山桜を初め四季が美しく映し出されており、日本の美しい原風景を見ているようだっ
た。雪解け水、田んぼの向こうに雪をかぶった優美な鳥海山があった。
主題となっている、山桜が美しく写し出され、山桜に始まり、年がめぐり、山桜で締め
くくられる。
副題は、「幸せへのまわり道ー風雪に耐えて咲く山桜の下、男はひたむきに正義を
貫き、女は熱い想いを胸に秘めた。」となっている。
江戸後期、北の小国、海坂の地。
野江役の田中麗奈と海坂藩士手塚弥一郎役の東山紀之が、山桜の下で出会い、
「山桜に手繰り寄せられた運命の糸。」で結ばれていくこととなる。
野江は、初婚の夫に先だたれ、再婚、婚家では冷たく扱われ不幸な結婚生活を送っ
ていた。
結婚生活にじっと耐えていたが、ついに婚家を追い出される。
壇ふみが母親役で、野江が落ち込み、幸せはもうこないと嘆くと、「今は、幸せへの
まわり道をしている。」だけと励まし続けていた。
農民の悲しい物語もある。
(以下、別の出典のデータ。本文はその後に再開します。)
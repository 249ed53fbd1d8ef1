//! Runtime knobs for the store, logger and transport

use std::time::Duration;

use serde::{Deserialize, Serialize};

use crate::error::ConfigError;
use crate::logger::ActionLoggerConfig;

/// Default nesting limit for synchronous re-dispatch
pub const DEFAULT_MAX_DISPATCH_DEPTH: usize = 16;

/// Default time a transport request may stay unanswered
pub const DEFAULT_REQUEST_TIMEOUT: Duration = Duration::from_secs(5);

/// Runtime configuration.
///
/// Every field has a default, so a partial JSON document is enough:
///
/// ```
/// use meet_dispatch_core::RuntimeConfig;
///
/// let config = RuntimeConfig::from_json_str(r#"{ "request_timeout_ms": 250 }"#).unwrap();
/// assert_eq!(config.request_timeout().as_millis(), 250);
/// assert_eq!(config.max_dispatch_depth, 16);
/// ```
#[derive(Debug, Clone, PartialEq, Eq, Serialize, Deserialize)]
#[serde(default)]
pub struct RuntimeConfig {
    /// How deep synchronous dispatch may nest before it is refused
    pub max_dispatch_depth: usize,
    /// Transport request timeout in milliseconds
    pub request_timeout_ms: u64,
    /// Glob patterns of action names to log; empty means all
    pub log_include: Vec<String>,
    /// Glob patterns of action names never logged
    pub log_exclude: Vec<String>,
    /// Size of the in-memory action log
    pub log_capacity: usize,
}

impl Default for RuntimeConfig {
    fn default() -> Self {
        Self {
            max_dispatch_depth: DEFAULT_MAX_DISPATCH_DEPTH,
            request_timeout_ms: DEFAULT_REQUEST_TIMEOUT.as_millis() as u64,
            log_include: Vec::new(),
            log_exclude: Vec::new(),
            log_capacity: 100,
        }
    }
}

impl RuntimeConfig {
    /// Parse and validate a JSON document
    pub fn from_json_str(json: &str) -> Result<Self, ConfigError> {
        let config: Self = serde_json::from_str(json)?;
        config.validate()?;
        Ok(config)
    }

    /// Reject values the runtime cannot work with
    pub fn validate(&self) -> Result<(), ConfigError> {
        if self.max_dispatch_depth == 0 {
            return Err(ConfigError::Invalid {
                field: "max_dispatch_depth",
                reason: "must allow at least one dispatch".into(),
            });
        }
        if self.request_timeout_ms == 0 {
            return Err(ConfigError::Invalid {
                field: "request_timeout_ms",
                reason: "must be positive".into(),
            });
        }
        Ok(())
    }

    /// Transport request timeout
    pub fn request_timeout(&self) -> Duration {
        Duration::from_millis(self.request_timeout_ms)
    }

    /// Filter for the action logger
    pub fn action_logger(&self) -> ActionLoggerConfig {
        ActionLoggerConfig::with_patterns(self.log_include.clone(), self.log_exclude.clone())
    }
}

#[cfg(test)]
mod tests {
    use super::*;

    #[test]
    fn test_defaults_from_empty_object() {
        let config = RuntimeConfig::from_json_str("{}").unwrap();
        assert_eq!(config, RuntimeConfig::default());
        assert_eq!(config.request_timeout(), DEFAULT_REQUEST_TIMEOUT);
    }

    #[test]
    fn test_rejects_zero_depth() {
        let err = RuntimeConfig::from_json_str(r#"{ "max_dispatch_depth": 0 }"#).unwrap_err();
        assert!(matches!(
            err,
            ConfigError::Invalid {
                field: "max_dispatch_depth",
                ..
            }
        ));
    }

    #[test]
    fn test_rejects_malformed_json() {
        let err = RuntimeConfig::from_json_str("{ nope").unwrap_err();
        assert!(matches!(err, ConfigError::Parse(_)));
    }

    #[test]
    fn test_action_logger_patterns() {
        let config = RuntimeConfig {
            log_include: vec!["CONFERENCE_*".into()],
            log_exclude: vec!["*_WILL_*".into()],
            ..Default::default()
        };
        let filter = config.action_logger();
        assert!(filter.should_log("CONFERENCE_JOINED"));
        assert!(!filter.should_log("CONFERENCE_WILL_JOIN"));
        assert!(!filter.should_log("SET_ROOM"));
    }
}
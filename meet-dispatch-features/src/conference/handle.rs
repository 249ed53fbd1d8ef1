use std::fmt;
use std::sync::Arc;

use crate::util::to_url_string;

struct Session {
    url: String,
    room_locked: bool,
}

/// Shared identity of one conference session.
///
/// Clones refer to the same session; equality is identity, never URL. The
/// same URL may be loaded several times over the app's lifetime, each load
/// getting its own handle.
#[derive(Clone)]
pub struct ConferenceHandle {
    session: Arc<Session>,
}

impl ConferenceHandle {
    pub fn new(url: impl Into<String>) -> Self {
        Self::build(url.into(), false)
    }

    /// Handle for a room that already had a password when joined
    pub fn with_locked_room(url: impl Into<String>) -> Self {
        Self::build(url.into(), true)
    }

    fn build(url: String, room_locked: bool) -> Self {
        Self {
            session: Arc::new(Session {
                url: to_url_string(&url),
                room_locked,
            }),
        }
    }

    /// Canonical URL the session was created for
    pub fn url(&self) -> &str {
        &self.session.url
    }

    pub fn room_locked(&self) -> bool {
        self.session.room_locked
    }
}

impl PartialEq for ConferenceHandle {
    fn eq(&self, other: &Self) -> bool {
        Arc::ptr_eq(&self.session, &other.session)
    }
}

impl Eq for ConferenceHandle {}

impl fmt::Debug for ConferenceHandle {
    fn fmt(&self, f: &mut fmt::Formatter<'_>) -> fmt::Result {
        f.debug_tuple("ConferenceHandle")
            .field(&self.session.url)
            .finish()
    }
}

#[cfg(test)]
mod tests {
    use super::*;

    #[test]
    fn test_identity_not_url() {
        let a = ConferenceHandle::new("https://meet.example/room1");
        let b = ConferenceHandle::new("https://meet.example/room1");

        assert_eq!(a, a.clone());
        assert_ne!(a, b);
        assert_eq!(a.url(), b.url());
    }
}
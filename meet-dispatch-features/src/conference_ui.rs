//! Conference screen follow-ups
//!
//! Keeps toolbox, filmstrip and receive quality in line with the responsive
//! UI state, and turns a kick into a terminal failure plus a trip home.

use meet_dispatch::{DispatchError, Middleware, Reduction, Store};

use crate::action::ShellAction;
use crate::app::AppAction;
use crate::conference::{ConferenceAction, VideoQuality, CONFERENCE};
use crate::error::ConferenceError;
use crate::ui::{UiAction, RESPONSIVE_UI};

#[derive(Debug, Default)]
pub struct ConferenceUiMiddleware;

impl ConferenceUiMiddleware {
    pub fn new() -> Self {
        Self
    }

    fn apply_reduced_ui(&self, store: &Store<ShellAction>) -> Result<(), DispatchError> {
        let reduced = store.get(&RESPONSIVE_UI).is_some_and(|ui| ui.reduced_ui);
        let audio_only = store.get(&CONFERENCE).is_some_and(|c| c.audio_only);

        store.dispatch(UiAction::SetToolboxEnabled { enabled: !reduced }.into())?;
        store.dispatch(UiAction::SetFilmstripEnabled { enabled: !reduced }.into())?;
        if !audio_only {
            let quality = if reduced {
                VideoQuality::Low
            } else {
                VideoQuality::High
            };
            store.dispatch(ConferenceAction::SetReceiveVideoQuality { quality }.into())?;
        }
        Ok(())
    }
}

impl Middleware<ShellAction> for ConferenceUiMiddleware {
    fn name(&self) -> &'static str {
        "conference-ui"
    }

    fn after(
        &self,
        store: &Store<ShellAction>,
        action: &ShellAction,
        reduction: Reduction<'_>,
    ) -> Result<(), DispatchError> {
        if reduction.is_swallowed() {
            return Ok(());
        }
        match action {
            ShellAction::Conference(ConferenceAction::Joined { .. })
            | ShellAction::Ui(UiAction::SetReducedUi { .. }) => self.apply_reduced_ui(store),
            ShellAction::Conference(ConferenceAction::KickedOut { conference }) => {
                tracing::info!(url = %conference.url(), "kicked out of conference");
                store.dispatch(
                    ConferenceAction::Failed {
                        conference: conference.clone(),
                        error: ConferenceError::kicked(),
                    }
                    .into(),
                )?;
                store.dispatch(AppAction::Navigate { url: None }.into())?;
                Ok(())
            }
            _ => Ok(()),
        }
    }
}
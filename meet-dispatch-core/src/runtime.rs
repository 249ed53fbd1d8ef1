//! Follow-up loop around a [`Store`]

use tokio_util::sync::CancellationToken;

use crate::error::DispatchError;
use crate::store::{DispatchOutcome, FollowUps, Store, StoreBuilder};
use crate::Action;

/// Why [`DispatchRuntime::run`] returned
#[derive(Debug, Clone, Copy, PartialEq, Eq)]
pub enum RunExit {
    /// The cancellation token fired
    Cancelled,
    /// The quit predicate matched a follow-up
    Quit,
}

/// Owns a store together with its follow-up queue.
///
/// Follow-ups (from [`Store::enqueue`], spawned tasks, transport handlers)
/// are dispatched one at a time, each as a fresh pass through the whole
/// chain. The runtime is `!Send`; drive it from the main task or a
/// `LocalSet`.
///
/// # Example
/// ```ignore
/// let mut runtime = DispatchRuntime::new(StoreBuilder::new(reducers).middleware(logger));
/// runtime.dispatch(AppAction::SetRoom { room: "standup".into() })?;
///
/// let cancel = CancellationToken::new();
/// runtime.run(cancel.clone(), |action| matches!(action, AppAction::Quit)).await;
/// ```
pub struct DispatchRuntime<A: Action> {
    store: Store<A>,
    follow_ups: FollowUps<A>,
}

impl<A: Action> DispatchRuntime<A> {
    pub fn new(builder: StoreBuilder<A>) -> Self {
        let (store, follow_ups) = builder.build();
        Self { store, follow_ups }
    }

    pub fn from_parts(store: Store<A>, follow_ups: FollowUps<A>) -> Self {
        Self { store, follow_ups }
    }

    pub fn store(&self) -> &Store<A> {
        &self.store
    }

    /// Dispatch immediately
    pub fn dispatch(&self, action: A) -> Result<DispatchOutcome, DispatchError> {
        self.store.dispatch(action)
    }

    /// Dispatch every follow-up already queued, including ones queued while
    /// draining. Returns the number dispatched.
    pub fn drain(&mut self) -> usize {
        let mut count = 0;
        while let Ok(action) = self.follow_ups.try_recv() {
            self.dispatch_follow_up(action);
            count += 1;
        }
        count
    }

    /// Wait for the next follow-up and dispatch it.
    ///
    /// The store keeps a sender of its own queue, so on an idle runtime this
    /// waits until something is queued. Wrap it in `tokio::time::timeout`
    /// when the wait must be bounded. `None` only for a queue taken from
    /// another store (see [`from_parts`](Self::from_parts)) whose senders
    /// are all gone.
    pub async fn next(&mut self) -> Option<Result<DispatchOutcome, DispatchError>> {
        let action = self.follow_ups.recv().await?;
        Some(self.store.dispatch(action))
    }

    /// Dispatch follow-ups until cancelled or until `should_quit` matches
    /// one (which is not dispatched). An idle queue keeps the loop waiting.
    pub async fn run<F>(&mut self, cancel: CancellationToken, mut should_quit: F) -> RunExit
    where
        F: FnMut(&A) -> bool,
    {
        loop {
            tokio::select! {
                _ = cancel.cancelled() => {
                    tracing::debug!("dispatch runtime cancelled");
                    return RunExit::Cancelled;
                }
                Some(action) = self.follow_ups.recv() => {
                    if should_quit(&action) {
                        return RunExit::Quit;
                    }
                    self.dispatch_follow_up(action);
                }
            }
        }
    }

    fn dispatch_follow_up(&self, action: A) {
        let kind = action.kind();
        if let Err(e) = self.store.dispatch(action) {
            tracing::warn!(action = %kind, error = %e, "follow-up dispatch failed");
        }
    }

    pub fn into_parts(self) -> (Store<A>, FollowUps<A>) {
        (self.store, self.follow_ups)
    }
}

#[cfg(test)]
mod tests {
    use super::*;
    use crate::middleware::{Flow, Middleware};
    use crate::registry::ReducerRegistry;
    use crate::state::{SliceKey, SliceUpdate};
    use crate::ActionKind;
    use std::cell::RefCell;
    use std::rc::Rc;
    use std::time::Duration;

    static REQUEST: ActionKind = ActionKind::new("test", "REQUEST");
    static LOADED: ActionKind = ActionKind::new("test", "LOADED");
    static QUIT: ActionKind = ActionKind::new("test", "QUIT");

    #[derive(Clone, Debug, PartialEq)]
    enum TestAction {
        Request,
        Loaded(u32),
        Quit,
    }

    impl Action for TestAction {
        fn kind(&self) -> &'static ActionKind {
            match self {
                TestAction::Request => &REQUEST,
                TestAction::Loaded(_) => &LOADED,
                TestAction::Quit => &QUIT,
            }
        }
    }

    const VALUE: SliceKey<u32> = SliceKey::new("value");

    /// Turns REQUEST into an async LOADED and records every action it sees
    struct Loader {
        seen: Rc<RefCell<Vec<&'static str>>>,
    }

    impl Middleware<TestAction> for Loader {
        fn name(&self) -> &'static str {
            "loader"
        }

        fn before(
            &self,
            store: &Store<TestAction>,
            action: &TestAction,
        ) -> Result<Flow<TestAction>, DispatchError> {
            self.seen.borrow_mut().push(action.name());
            if matches!(action, TestAction::Request) {
                store.spawn("load", async {
                    tokio::time::sleep(Duration::from_millis(50)).await;
                    TestAction::Loaded(9)
                })?;
            }
            Ok(Flow::Continue)
        }
    }

    fn runtime(seen: Rc<RefCell<Vec<&'static str>>>) -> DispatchRuntime<TestAction> {
        let mut reducers = ReducerRegistry::new();
        reducers
            .register(VALUE, 0, |_: &u32, action: &TestAction| match action {
                TestAction::Loaded(v) => SliceUpdate::Replace(*v),
                _ => SliceUpdate::Unchanged,
            })
            .unwrap();
        DispatchRuntime::new(StoreBuilder::new(reducers).middleware(Loader { seen }))
    }

    #[tokio::test(start_paused = true)]
    async fn test_spawned_follow_up_reenters_chain() {
        let seen = Rc::new(RefCell::new(Vec::new()));
        let mut runtime = runtime(seen.clone());

        runtime.dispatch(TestAction::Request).unwrap();
        assert_eq!(runtime.store().get(&VALUE).as_deref(), Some(&0));

        let outcome = runtime.next().await.unwrap().unwrap();
        assert_eq!(outcome.changed(), &["value"]);
        assert_eq!(runtime.store().get(&VALUE).as_deref(), Some(&9));
        assert_eq!(*seen.borrow(), vec!["REQUEST", "LOADED"]);
    }

    #[tokio::test]
    async fn test_drain_dispatches_queued() {
        let seen = Rc::new(RefCell::new(Vec::new()));
        let mut runtime = runtime(seen.clone());

        runtime.store().enqueue(TestAction::Loaded(1));
        runtime.store().enqueue(TestAction::Loaded(2));
        assert_eq!(runtime.drain(), 2);
        assert_eq!(runtime.store().get(&VALUE).as_deref(), Some(&2));
        assert_eq!(runtime.drain(), 0);
    }

    #[tokio::test]
    async fn test_run_stops_on_quit() {
        let seen = Rc::new(RefCell::new(Vec::new()));
        let mut runtime = runtime(seen.clone());

        runtime.store().enqueue(TestAction::Loaded(3));
        runtime.store().enqueue(TestAction::Quit);

        let exit = runtime
            .run(CancellationToken::new(), |a| matches!(a, TestAction::Quit))
            .await;
        assert_eq!(exit, RunExit::Quit);
        assert_eq!(*seen.borrow(), vec!["LOADED"]);
    }

    #[tokio::test]
    async fn test_run_stops_on_cancel() {
        let seen = Rc::new(RefCell::new(Vec::new()));
        let mut runtime = runtime(seen);
        let cancel = CancellationToken::new();
        cancel.cancel();

        let exit = runtime.run(cancel, |_| false).await;
        assert_eq!(exit, RunExit::Cancelled);
    }

    #[tokio::test(start_paused = true)]
    async fn test_next_waits_while_idle() {
        let seen = Rc::new(RefCell::new(Vec::new()));
        let mut runtime = runtime(seen.clone());

        let idle = tokio::time::timeout(Duration::from_secs(1), runtime.next()).await;
        assert!(idle.is_err());

        runtime.store().enqueue(TestAction::Loaded(4));
        let outcome = runtime.next().await.unwrap().unwrap();
        assert_eq!(outcome.changed(), &["value"]);
        assert_eq!(*seen.borrow(), vec!["LOADED"]);
    }
}
//! Conference shell features for meet-dispatch
//!
//! Each feature module owns its actions (with their kind tokens in a `kinds`
//! submodule), its slice key and state, and a reducer. Middlewares tie the
//! features together:
//!
//! - [`conference_ui::ConferenceUiMiddleware`]: toolbox, filmstrip and video
//!   quality follow the responsive UI; kicks end the session
//! - [`calendar_sync::CalendarSyncMiddleware`]: meeting links from the device
//!   calendar
//! - [`external_api::ExternalApiMiddleware`]: lifecycle events for the
//!   embedding app
//!
//! [`shell::ShellBuilder`] registers all of them:
//!
//! ```ignore
//! use meet_dispatch::prelude::*;
//! use meet_dispatch_features::prelude::*;
//!
//! let mut runtime = DispatchRuntime::new(ShellBuilder::new(RuntimeConfig::default()).build()?);
//! let room1 = ConferenceHandle::new("https://meet.example/room1");
//! runtime.dispatch(ConferenceAction::WillJoin { conference: room1.clone() }.into())?;
//! runtime.dispatch(ConferenceAction::Joined { conference: room1 }.into())?;
//! ```
//!
//! The device selection popup ([`device_selection`]) lives on the other side
//! of a [`Transport`](meet_dispatch::Transport) and does not touch the store.

mod action;

pub mod app;
pub mod calendar_sync;
pub mod conference;
pub mod conference_ui;
pub mod config;
pub mod connection;
pub mod device_selection;
pub mod error;
pub mod external_api;
pub mod known_domains;
pub mod lib_engine;
pub mod picture_in_picture;
pub mod shell;
pub mod ui;
pub mod util;

pub use action::ShellAction;
pub use error::ConferenceError;
pub use shell::{ShellBuilder, ShellError};

pub mod prelude {
    pub use crate::action::ShellAction;
    pub use crate::app::AppAction;
    pub use crate::calendar_sync::{CalendarSource, CalendarSyncAction};
    pub use crate::conference::{ConferenceAction, ConferenceHandle, PasswordMethod};
    pub use crate::config::ConfigAction;
    pub use crate::connection::ConnectionAction;
    pub use crate::error::ConferenceError;
    pub use crate::known_domains::KnownDomainsAction;
    pub use crate::lib_engine::LibEngineAction;
    pub use crate::picture_in_picture::PictureInPictureAction;
    pub use crate::shell::{ShellBuilder, ShellError};
    pub use crate::ui::UiAction;
}
//! Action trait and kind tokens

use std::fmt::{self, Debug};
use std::hash::{Hash, Hasher};

/// Marker prefix used in the internal token representation of a kind.
pub(crate) const TOKEN_MARKER: &str = "@@";

/// Unique identity of an action kind.
///
/// Kinds are declared as `static` items (one per action variant, generated by
/// `#[derive(Action)]`) and compared by address. Two kinds that share a
/// `name` but live in different features are therefore never equal.
///
/// # Example
/// ```
/// use meet_dispatch_core::ActionKind;
///
/// static LEFT_A: ActionKind = ActionKind::new("base/conference", "CONFERENCE_LEFT");
/// static LEFT_B: ActionKind = ActionKind::new("legacy/conference", "CONFERENCE_LEFT");
///
/// assert_eq!(&LEFT_A, &LEFT_A);
/// assert_ne!(&LEFT_A, &LEFT_B);
/// assert_eq!(LEFT_A.to_string(), "Kind(@@base/conference/CONFERENCE_LEFT)");
/// ```
pub struct ActionKind {
    feature: &'static str,
    name: &'static str,
}

impl ActionKind {
    /// Declare a kind. Only meaningful when bound to a `static`.
    pub const fn new(feature: &'static str, name: &'static str) -> Self {
        Self { feature, name }
    }

    /// Owning feature, e.g. `base/conference`
    pub fn feature(&self) -> &'static str {
        self.feature
    }

    /// Bare kind name, e.g. `CONFERENCE_LEFT`
    pub fn name(&self) -> &'static str {
        self.name
    }
}

impl PartialEq for ActionKind {
    fn eq(&self, other: &Self) -> bool {
        std::ptr::eq(self, other)
    }
}

impl Eq for ActionKind {}

impl Hash for ActionKind {
    fn hash<H: Hasher>(&self, state: &mut H) {
        std::ptr::hash(self, state);
    }
}

impl Debug for ActionKind {
    fn fmt(&self, f: &mut fmt::Formatter<'_>) -> fmt::Result {
        write!(f, "{}/{}", self.feature, self.name)
    }
}

/// Internal token representation: `Kind(@@<feature>/<name>)`
impl fmt::Display for ActionKind {
    fn fmt(&self, f: &mut fmt::Formatter<'_>) -> fmt::Result {
        write!(f, "Kind({}{}/{})", TOKEN_MARKER, self.feature, self.name)
    }
}

/// Trait for actions that can be dispatched to the store
///
/// Actions describe something that happened or is requested. They should be:
/// - Clone: actions are logged, forwarded and replayed
/// - Debug: for logging
/// - Send + 'static: async follow-ups cross task boundaries
///
/// Use `#[derive(Action)]` from `meet-dispatch-macros` to auto-implement this trait.
pub trait Action: Clone + Debug + Send + 'static {
    /// The unique kind token of this action
    fn kind(&self) -> &'static ActionKind;

    /// Kind name for logging and filtering
    fn name(&self) -> &'static str {
        self.kind().name()
    }
}

/// Short human-readable description used by the action log.
///
/// Defaults to the `Debug` representation; override for payload-heavy actions.
pub trait ActionSummary: Action {
    fn summary(&self) -> String {
        format!("{:?}", self)
    }
}

#[cfg(test)]
mod tests {
    use super::*;
    use std::collections::HashSet;

    static JOINED: ActionKind = ActionKind::new("base/conference", "CONFERENCE_JOINED");
    static OTHER_JOINED: ActionKind = ActionKind::new("lobby", "CONFERENCE_JOINED");

    #[test]
    fn test_identity_not_name() {
        assert_eq!(JOINED.name(), OTHER_JOINED.name());
        assert_ne!(&JOINED, &OTHER_JOINED);
        assert_eq!(&JOINED, &JOINED);
    }

    #[test]
    fn test_hash_by_identity() {
        let mut set: HashSet<&'static ActionKind> = HashSet::new();
        set.insert(&JOINED);
        set.insert(&OTHER_JOINED);
        set.insert(&JOINED);
        assert_eq!(set.len(), 2);
    }

    #[test]
    fn test_token_display() {
        assert_eq!(JOINED.to_string(), "Kind(@@base/conference/CONFERENCE_JOINED)");
        assert_eq!(format!("{:?}", JOINED), "base/conference/CONFERENCE_JOINED");
    }
}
不作で、自分の母親と娘を亡くしてしまった姿が特に悲し
かった。
手塚は、正義感もあるが、寡黙で優しく、若者に剣術指南をしている剣に強い武士と
して描かれている。
新田開発で、藩の重役と裕福な百姓が結託して、農民を新田開発に駆り出し、更に
年貢を高くするという始末だ。
手塚は、不正をしている重役を切り捨て、牢に入り、その間、野江が手塚の母のもと
に山桜を届け親しくなり、その母とともに、手塚を待っているところで終わってしまっ
た。
幸せな、再婚生活が描かれることを期待していたが、かえってこの方が、余韻を残
す感じで良かった。
是非、原作を読んで見たいと思っています。